An example of strategy 1: by using atomics to swap textures into their container objects, we don't need to obtain a lock on a texture object to use it.
Strategy 1 and 2 combine: a central registry of objects is used only for async loader code. Once we have an object, we are lock free. (Objects are reference counted, and reference counting can be lock-free - see also the glibc++ string implementation.)
A final comment: Apple suggests replacing fine-grained resource locking (e.g. grab a lock, do a few things, release the lock) with queueing a "block" (a small piece of code) on a serial queue (a message queue with only one thread). This can be done synchronously or asynchronously.
- It's refreshing to see someone abusing threading primitives by suggesting that a semaphore be used instead of a mutex - normally on the net I see people doing just the opposite (and wondering why their design has 5000 edge cases and blows up as soon as they add a third thread).
- If the block is queued asynchronously this is a performance win. Except for the part where you don't know if your work has actually been done. It's a great refactoring if you can get away with it but I wouldn't expect to hit this case any time soon.
- If the block is queued synchronously this solution is exactly the same concurrency wise as a mutex.
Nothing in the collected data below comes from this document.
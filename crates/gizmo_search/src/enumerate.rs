//! Symmetry-reduced ("normal form") enumeration of candidate gizmo
//! configurations with reachability pruning.
//!
//! This is a depth-first equivalent of the generator's own odometer-driven
//! walk: it applies the same normal-form and reachability pruning rules and
//! so visits the same surviving tuples, but without the trailing-index
//! fast-forward the original uses to skip whole pruned subtrees in one
//! counter increment — per §4.E/§9 that mechanism is a runtime optimization
//! over an otherwise-equivalent search, not part of what must be bit-exact.

use gizmo_core::{Catalog, ComponentId, EquipmentType, GizmoType, PerkBitset, PerkId, EMPTY_COMPONENT_ID};

/// The contribution threshold a target must reach, used only to bound the
/// reachability prune — separate from the exact/`>=`-rank matching the
/// perk-probability engine performs on the resulting distribution.
#[derive(Clone, Copy, Debug)]
pub struct TargetBound {
    pub perk: PerkId,
    pub threshold: u32,
}

struct EnumCtx<'a> {
    catalog: &'a Catalog,
    equipment: EquipmentType,
    slots: usize,
    targets: [TargetBound; 2],
    max_contribution: [u32; 2],
}

/// Enumerate every normal-form, reachability-surviving component tuple of
/// length `gizmo_type.slots()` drawn from `universe`. The empty-component
/// sentinel is never placed in slot 0.
pub fn enumerate_candidates(
    catalog: &Catalog,
    universe: &[ComponentId],
    equipment: EquipmentType,
    gizmo_type: GizmoType,
    targets: [TargetBound; 2],
) -> Vec<Vec<ComponentId>> {
    let max_contribution = [
        super::candidates::max_potential_contribution(catalog, universe, equipment, targets[0].perk),
        super::candidates::max_potential_contribution(catalog, universe, equipment, targets[1].perk),
    ];
    let ctx = EnumCtx { catalog, equipment, slots: gizmo_type.slots(), targets, max_contribution };

    let mut out = Vec::new();
    let mut chosen = Vec::with_capacity(ctx.slots);
    recurse(&ctx, universe, 0, &mut chosen, PerkBitset::new(), [0, 0], None, &mut out);
    out
}

#[allow(clippy::too_many_arguments)]
fn recurse(
    ctx: &EnumCtx,
    universe: &[ComponentId],
    depth: usize,
    chosen: &mut Vec<ComponentId>,
    accumulated_bitset: PerkBitset,
    accumulated_contribution: [u32; 2],
    indifferent_since: Option<usize>,
    out: &mut Vec<Vec<ComponentId>>,
) {
    if depth == ctx.slots {
        out.push(chosen.clone());
        return;
    }

    for &id in universe {
        if depth == 0 && id == EMPTY_COMPONENT_ID {
            continue;
        }

        let component = match ctx.catalog.component(id) {
            Some(c) => c,
            None => continue,
        };
        let candidate_bitset = component.possible_perk_bitset(ctx.equipment);

        if indifferent_since.is_some() {
            let introduces_new_bits = !accumulated_bitset.is_superset_of(&candidate_bitset);
            let previous_id = chosen[depth - 1];
            if introduces_new_bits || id.0 < previous_id.0 {
                continue;
            }
        }

        let mut new_contribution = accumulated_contribution;
        let mut bounded_out = false;
        let remaining_after = (ctx.slots - (depth + 1)) as u32;
        for t in 0..2 {
            let delta = component.total_potential_contribution(ctx.equipment, ctx.targets[t].perk);
            new_contribution[t] += delta;
            if new_contribution[t] + remaining_after * ctx.max_contribution[t] < ctx.targets[t].threshold {
                bounded_out = true;
            }
        }
        if bounded_out {
            continue;
        }

        let introduces_new_bits = !accumulated_bitset.is_superset_of(&candidate_bitset);
        let new_indifferent_since = indifferent_since.or(if introduces_new_bits { None } else { Some(depth) });
        let new_bitset = accumulated_bitset.union(&candidate_bitset);

        chosen.push(id);
        recurse(ctx, universe, depth + 1, chosen, new_bitset, new_contribution, new_indifferent_since, out);
        chosen.pop();
    }
}

#[cfg(test)]
mod tests {
    use super::*;
    use gizmo_core::{Component, Contribution, EquipmentType, GizmoType, Perk, PerkId, PerkRank};

    fn catalog_with_two_equivalent_components() -> Catalog {
        let mut cat = Catalog::new();
        cat.register_perk(Perk {
            id: PerkId(1),
            name: "Precise".into(),
            two_slot: false,
            ranks: vec![PerkRank { rank: 1, cost: 1, threshold: 1, ancient: false }],
        })
        .unwrap();
        for (id, cost) in [(1u8, 10u32), (2u8, 12u32)] {
            let mut comp = Component::new(gizmo_core::ComponentId(id), format!("Cog{id}"), false, cost);
            comp.push_contribution(EquipmentType::Weapon, Contribution { perk: PerkId(1), base: 5, roll: 1 });
            cat.register_component(comp).unwrap();
        }
        cat
    }

    #[test]
    fn empty_component_never_occupies_the_first_slot() {
        let cat = catalog_with_two_equivalent_components();
        let universe = crate::candidates::build_candidate_universe(
            &cat,
            EquipmentType::Weapon,
            GizmoType::Standard,
            [PerkId(1), gizmo_core::NO_EFFECT_PERK_ID],
            &[],
        );
        let targets = [TargetBound { perk: PerkId(1), threshold: 1 }, TargetBound { perk: gizmo_core::NO_EFFECT_PERK_ID, threshold: 0 }];
        let candidates = enumerate_candidates(&cat, &universe, EquipmentType::Weapon, GizmoType::Standard, targets);
        assert!(candidates.iter().all(|c| c[0] != gizmo_core::EMPTY_COMPONENT_ID));
    }

    #[test]
    fn normal_form_enumeration_has_no_duplicate_tuples() {
        let cat = catalog_with_two_equivalent_components();
        let universe = crate::candidates::build_candidate_universe(
            &cat,
            EquipmentType::Weapon,
            GizmoType::Standard,
            [PerkId(1), gizmo_core::NO_EFFECT_PERK_ID],
            &[],
        );
        let targets = [TargetBound { perk: PerkId(1), threshold: 1 }, TargetBound { perk: gizmo_core::NO_EFFECT_PERK_ID, threshold: 0 }];
        let candidates = enumerate_candidates(&cat, &universe, EquipmentType::Weapon, GizmoType::Standard, targets);

        let mut seen = std::collections::HashSet::new();
        for c in &candidates {
            assert!(seen.insert(c.clone()), "duplicate candidate tuple {c:?}");
        }
    }

    fn catalog_with_n_equivalent_components(n: u8) -> Catalog {
        let mut cat = Catalog::new();
        cat.register_perk(Perk {
            id: PerkId(1),
            name: "Precise".into(),
            two_slot: false,
            ranks: vec![PerkRank { rank: 1, cost: 1, threshold: 1, ancient: false }],
        })
        .unwrap();
        for id in 1..=n {
            let mut comp = Component::new(gizmo_core::ComponentId(id), format!("Cog{id}"), false, 10 + id as u32);
            comp.push_contribution(EquipmentType::Weapon, Contribution { perk: PerkId(1), base: 5, roll: 1 });
            cat.register_component(comp).unwrap();
        }
        cat
    }

    proptest::proptest! {
        #[test]
        fn normal_form_enumeration_never_duplicates_a_tuple_for_any_universe_size(n in 1u8..6) {
            let cat = catalog_with_n_equivalent_components(n);
            let universe = crate::candidates::build_candidate_universe(
                &cat,
                EquipmentType::Weapon,
                GizmoType::Standard,
                [PerkId(1), gizmo_core::NO_EFFECT_PERK_ID],
                &[],
            );
            let targets = [TargetBound { perk: PerkId(1), threshold: 1 }, TargetBound { perk: gizmo_core::NO_EFFECT_PERK_ID, threshold: 0 }];
            let candidates = enumerate_candidates(&cat, &universe, EquipmentType::Weapon, GizmoType::Standard, targets);

            let mut seen = std::collections::HashSet::new();
            for c in &candidates {
                proptest::prop_assert!(seen.insert(c.clone()), "duplicate candidate tuple {:?}", c);
            }
        }
    }
}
By comparison, my understanding is that a message queue is at least a message queue - I would normally expect the serial thread with sync queue to have to "toss" the work to another thread, then wait (because if the main thread did the work, the worker thread would be available to pick up work tasks out of order). But perhaps Apple has optimized this, with a fast path to execute synchronously queued tasks on the calling thread when a serial queue is "idling".